Increased CO2 has been shown to lead to lower production of certain chemical defense mechanisms in soybeans, making them more vulnerable to pest attack and diseases (Zavala et al. 2008 and Eastburn et al. 2010). Other studies (e.g. Peñuelas and Estiarte 1999) have shown production of phenolics and tannins to increase under enhanced CO2 in some species, as well as many alkaloids (Ziska et al. 2005), all of which may have potential consequences on the health of primary consumers. The decreased nutritional value in combination with increased tannin and phenolic production has been linked to decreased growth rate and conversion efficiency of some herbivores, as well as an increase in their relative demand and consumption of plants (Stiling and Cornelissen 2007).

Furthermore, many “cyanogenic” species—plants which naturally produce cyanide, and which include 60% of all known plant species—have been found to increase their cyanide production in an enhanced CO2 world. This may have a benefit to the plants who use cyanide to inhibit overconsumption by pests and animals, but it may in turn reduce their safety as a food supply for both humans and animals (Gleadow et al., 2009a and Gleadow et al. 2009b).

Interactions with other species

Competing plant species have also been shown to drastically alter expected benefits from excess CO2: even in the best FACE studies, most research still involves artificial experimental plots consisting of fewer than five plant species, and often only one species is present. It has long been understood that due to increased growth of competitor species, benefits from isolated experiments cannot be scaled up to explain how a plant might respond in a monoculture plot (Navas et al. 1999). The distinction is even greater when comparing the behavior of isolated species to those of mixed plots (Poorter and Navas 2003). The lack of correlation (r2 = 0.00) between biomass enhancement (BER) of isolated plants and that of plants in mixed plots is presented in Figure 3.

Figure 3 – Isolated vs. mixed biomass enhancement ratios under excess CO2; From Figure 8 of Poorter and Navas 2003

That some plant species may benefit more fully and/or rapidly from excess CO2 also introduces the possibility that the abundance of certain species in an ecosystem will increase more than that of others, potentially forcing the transformation from one type of ecosystem to another (Poorter and Navas 2003).
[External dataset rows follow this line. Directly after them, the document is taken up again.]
// =============================================================================
// One match in two million rows
// =============================================================================

#[test]
fn test_single_match_in_two_million_rows() {
    const ROWS: usize = 2_000_000;
    const HIT: usize = 1_500_000;
    let mut table = new_table(1000);
    table.add_column(ColumnType::Int, "v").unwrap();
    table.add_empty_rows(ROWS).unwrap();
    table.adjust_int(0, 1).unwrap();
    table.set_int(0, HIT, 2).unwrap();

    let mut q = Query::new();
    q.greater(0, 1);
    assert_eq!(q.find(&table, 0).unwrap(), HIT);
    assert_eq!(q.find(&table, HIT + 1).unwrap(), NOT_FOUND);
    assert_eq!(all(&q, &table), vec![HIT]);
    assert_eq!(q.count(&table, 0, NOT_FOUND, usize::MAX).unwrap(), 1);
    assert_eq!(q.sum_int(&table, 0, 0, NOT_FOUND, usize::MAX).unwrap(), 2);
    assert_eq!(q.maximum_int(&table, 0, 0, NOT_FOUND, usize::MAX).unwrap(), Some((2, HIT)));
    let mut seen = Vec::new();
    q.find_each(&table, 0, NOT_FOUND, usize::MAX, |row| {
        seen.push(row);
        true
    })
    .unwrap();
    assert_eq!(seen, vec![HIT]);

    // Two nodes take the sibling-confirmation path.
    let mut two = Query::new();
    two.greater(0, 1).less(0, 3);
    assert_eq!(all(&two, &table), vec![HIT]);

    let mut expr = Query::new();
    expr.expression(Subexpr::column(0).greater(1));
    assert_eq!(expr.find(&table, 1_400_000).unwrap(), HIT);

    for workers in [1, 4] {
        let config = ParallelConfig {
            worker_threads: workers,
            ..ParallelConfig::default()
        };
        let scan = ParallelScan::new(&q, config).unwrap();
        assert_eq!(scan.find_all(&table, 0, NOT_FOUND, usize::MAX).unwrap(), vec![HIT]);
        assert_eq!(scan.count(&table, 0, NOT_FOUND, usize::MAX).unwrap(), 1);
    }
}

// =============================================================================
// Column kinds
// =============================================================================

#[test]
fn test_strings_plain_enumerated_and_indexed() {
    let names = ["alice", "Bob", "carol", "alice", "alice", "Bob", "alice", "carol"];
    let mut table = new_table(3);
    table.add_column(ColumnType::String, "name").unwrap();
    table.add_column(ColumnType::Int, "age").unwrap();
    table.add_empty_rows(names.len()).unwrap();
    for (row, name) in names.iter().enumerate() {
        table.set_string(0, row, name).unwrap();
        table.set_int(1, row, 20 + row as i64).unwrap();
    }

    let mut exact = Query::new();
    exact.equal_string(0, "alice", true).greater(1, 20);
    let mut folded = Query::new();
    folded.equal_string(0, "bob", false);
    let mut prefix = Query::new();
    prefix.begins_with(0, "CA", false).or().ends_with(0, "ob", true);

    for step in 0..3 {
        assert_eq!(all(&exact, &table), vec![3, 4, 6], "step {step}");
        assert_eq!(all(&folded, &table), vec![1, 5], "step {step}");
        assert_eq!(all(&prefix, &table), vec![1, 2, 5, 7], "step {step}");
        match step {
            0 => assert!(table.optimize(0).unwrap()),
            1 => table.add_search_index(0).unwrap(),
            _ => {}
        }
    }
}

#[test]
fn test_binary_conditions() {
    let mut table = new_table(2);
    table.add_column(ColumnType::Binary, "blob").unwrap();
    let blobs: [&[u8]; 4] = [b"\x00\x01", b"\x01\x02\x03", b"", b"\x02\x03"];
    table.add_empty_rows(blobs.len()).unwrap();
    for (row, blob) in blobs.iter().enumerate() {
        table.set_binary(0, row, blob).unwrap();
    }
    let mut q = Query::new();
    q.contains_binary(0, b"\x02\x03").not_equal_binary(0, b"\x02\x03");
    assert_eq!(all(&q, &table), vec![1]);
    let mut e = Query::new();
    e.equal_binary(0, b"");
    assert_eq!(all(&e, &table), vec![2]);
}

#[test]
fn test_links_and_subtables() {
    let mut table = new_table(4);
    table.add_column(ColumnType::Link, "parent").unwrap();
    table
        .add_subtable_column("scores", vec![ColumnSpec::new(ColumnType::Int, "points")])
        .unwrap();
    table.add_empty_rows(5).unwrap();
    for (row, parent) in [(1, 0), (2, 0), (3, 1), (4, 3)] {
        table.set_link(0, row, Some(parent)).unwrap();
    }
    for (row, points) in [(0, vec![10, 20]), (2, vec![]), (3, vec![99]), (4, vec![5, 50])] {
        let sub = table.get_subtable_mut(1, row).unwrap();
        for p in points {
            let r = sub.add_empty_row().unwrap();
            sub.set_int(0, r, p).unwrap();
        }
    }

    let mut children = Query::new();
    children.links_to(0, 0);
    assert_eq!(all(&children, &table), vec![1, 2]);

    let mut high = Query::new();
    high.subtable(1).greater(0, 40).end_subtable();
    assert_eq!(all(&high, &table), vec![3, 4]);

    let mut both = Query::new();
    both.not().subtable(1).less(0, 15).end_subtable().links_to(0, 3);
    assert_eq!(all(&both, &table), Vec::<usize>::new());
    let mut either = Query::new();
    either.subtable(1).less(0, 15).end_subtable().or().links_to(0, 1);
    assert_eq!(all(&either, &table), vec![0, 3, 4]);
}

#[test]
fn test_expressions_and_column_comparisons() {
    let mut table = new_table(8);
    table.add_column(ColumnType::Int, "qty").unwrap();
    table.add_column(ColumnType::Double, "price").unwrap();
    table.add_column(ColumnType::Double, "budget").unwrap();
    table.add_empty_rows(50).unwrap();
    for row in 0..50 {
        table.set_int(0, row, row as i64 % 7).unwrap();
        table.set_double(1, row, 1.5 * row as f64).unwrap();
        table.set_double(2, row, 30.0).unwrap();
    }
    let total = |r: usize| (r % 7) as f64 * 1.5 * r as f64;

    let mut q = Query::new();
    q.expression((Subexpr::column(0) * Subexpr::column(1)).greater(Subexpr::column(2)));
    assert_eq!(all(&q, &table), filter(50, |r| total(r) > 30.0));

    let mut cols = Query::new();
    cols.compare_columns::<f64, GreaterEqual>(1, 2);
    assert_eq!(all(&cols, &table), (20..50).collect::<Vec<_>>());
}

// =============================================================================
// Aggregates and early exit
// =============================================================================

#[test]
fn test_float_aggregates() {
    let mut table = new_table(16);
    table.add_column(ColumnType::Float, "f").unwrap();
    table.add_column(ColumnType::Int, "k").unwrap();
    table.add_empty_rows(40).unwrap();
    for row in 0..40 {
        table.set_float(0, row, row as f32 * 0.25).unwrap();
        table.set_int(1, row, row as i64 % 2).unwrap();
    }
    let mut q = Query::new();
    q.equal(1, 1).compare_float::<Less>(0, 5.0);
    let odd: Vec<f64> = (0..20).filter(|r| r % 2 == 1).map(|r| r as f64 * 0.25).collect();
    let sum: f64 = odd.iter().sum();
    assert_eq!(q.sum_float(&table, 0, 0, NOT_FOUND, usize::MAX).unwrap(), sum);
    assert_eq!(q.average_float(&table, 0, 0, NOT_FOUND, usize::MAX).unwrap(), sum / odd.len() as f64);
    assert_eq!(q.maximum_float(&table, 0, 0, NOT_FOUND, usize::MAX).unwrap(), Some((4.75, 19)));
    assert_eq!(q.minimum_float(&table, 0, 0, NOT_FOUND, usize::MAX).unwrap(), Some((0.25, 1)));

    let mut range = Query::new();
    range.between_float(0, 1.0, 2.0).compare_float::<LessEqual>(0, 1.5);
    assert_eq!(all(&range, &table), vec![4, 5, 6]);
}

#[test]
fn test_limits_stop_early() {
    let values: Vec<i64> = (0..10_000).map(|i| i % 10).collect();
    let table = int_table(&[&values], 1000);
    let mut q = Query::new();
    q.equal(0, 3);
    assert_eq!(q.find_all(&table, 0, NOT_FOUND, 3).unwrap(), vec![3, 13, 23]);
    assert_eq!(q.count(&table, 0, NOT_FOUND, 250).unwrap(), 250);
    assert_eq!(q.find_all(&table, 500, 540, usize::MAX).unwrap(), vec![503, 513, 523, 533]);

    let mut calls = 0;
    let reported = q
        .find_each(&table, 0, NOT_FOUND, usize::MAX, |_| {
            calls += 1;
            calls < 5
        })
        .unwrap();
    assert_eq!((reported, calls), (5, 5));
}

#[test]
fn test_remove_matches() {
    let values: Vec<i64> = (0..100).collect();
    let mut table = int_table(&[&values], 8);
    let mut q = Query::new();
    q.greater(0, 89).or().less(0, 5);
    assert_eq!(q.remove(&mut table, 0, NOT_FOUND, usize::MAX).unwrap(), 15);
    assert_eq!(table.size(), 85);
    assert_eq!(table.get_int(0, 0).unwrap(), 5);
    assert_eq!(table.get_int(0, 84).unwrap(), 89);
}

// =============================================================================
// Configuration
// =============================================================================

#[test]
fn test_query_config_round_trip_and_tuning() {
    let config = QueryConfig {
        findlocals: 4,
        bestdist: 16,
        probe_matches: 1,
        aggregate_window: 32,
        ..QueryConfig::default()
    };
    let json = serde_json::to_string(&config).unwrap();
    let parsed: QueryConfig = serde_json::from_str(&json).unwrap();
    assert_eq!(parsed, config);
    parsed.validate().unwrap();

    let a: Vec<i64> = (0..2000).map(|i| (i * 31) % 97).collect();
    let b: Vec<i64> = (0..2000).map(|i| (i * 17) % 5).collect();
    let table = int_table(&[&a, &b], 50);
    let mut tuned = Query::with_config(parsed);
    tuned.greater(0, 60).equal(1, 2);
    assert_eq!(all(&tuned, &table), filter(2000, |r| a[r] > 60 && b[r] == 2));
}

// =============================================================================
// Property tests
// =============================================================================

proptest! {
    #[test]
    fn prop_query_matches_linear_filter(
        a in prop::collection::vec(-50i64..50, 0..400),
        x in -50i64..50,
        y in -50i64..50,
    ) {
        let b: Vec<i64> = a.iter().rev().copied().collect();
        let table = int_table(&[&a, &b], 8);
        let n = a.len();

        let mut q = Query::new();
        q.greater(0, x).or().not().less_equal(1, y);
        prop_assert_eq!(all(&q, &table), filter(n, |r| a[r] > x || b[r] > y));

        let mut r = Query::new();
        r.between(0, x.min(y), x.max(y)).not_equal(1, x);
        prop_assert_eq!(all(&r, &table), filter(n, |i| a[i] >= x.min(y) && a[i] <= x.max(y) && b[i] != x));

        let mut c = Query::new();
        c.compare_columns::<i64, Greater>(0, 1);
        prop_assert_eq!(all(&c, &table), filter(n, |i| a[i] > b[i]));
    }
}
There is also some evidence suggesting that invasive species and many “weeds” may show relatively higher responses to elevated CO2 (Ziska and George 2004), and become more resistant to conventional herbicides (Ziska et al. 2004, Ziska and Teasdale 2000).

There is some evidence that interacting bacterial communities, particularly in the roots, will be affected through elevated CO2, leading to mixed results on overall plant health. Mutualistic fungal  root communities (known as ‘mycorrhizae') are typically shown to increase under excess CO2, which facilitate nutrient transport to the roots (Treseder 2004), although infections of pathogenic species such as Fusarium (the agent of the disease known as ‘crown rot’) have been shown to become more severe under excess CO2 as well (Melloy et al. 2010).


It has long been known that stomata (the pores through which plants take in CO2 and exhale oxygen and water) tend to be narrower and stay closed longer under enhanced CO2. This effect is often cited as a benefit in that it increases water efficiency in drought situations.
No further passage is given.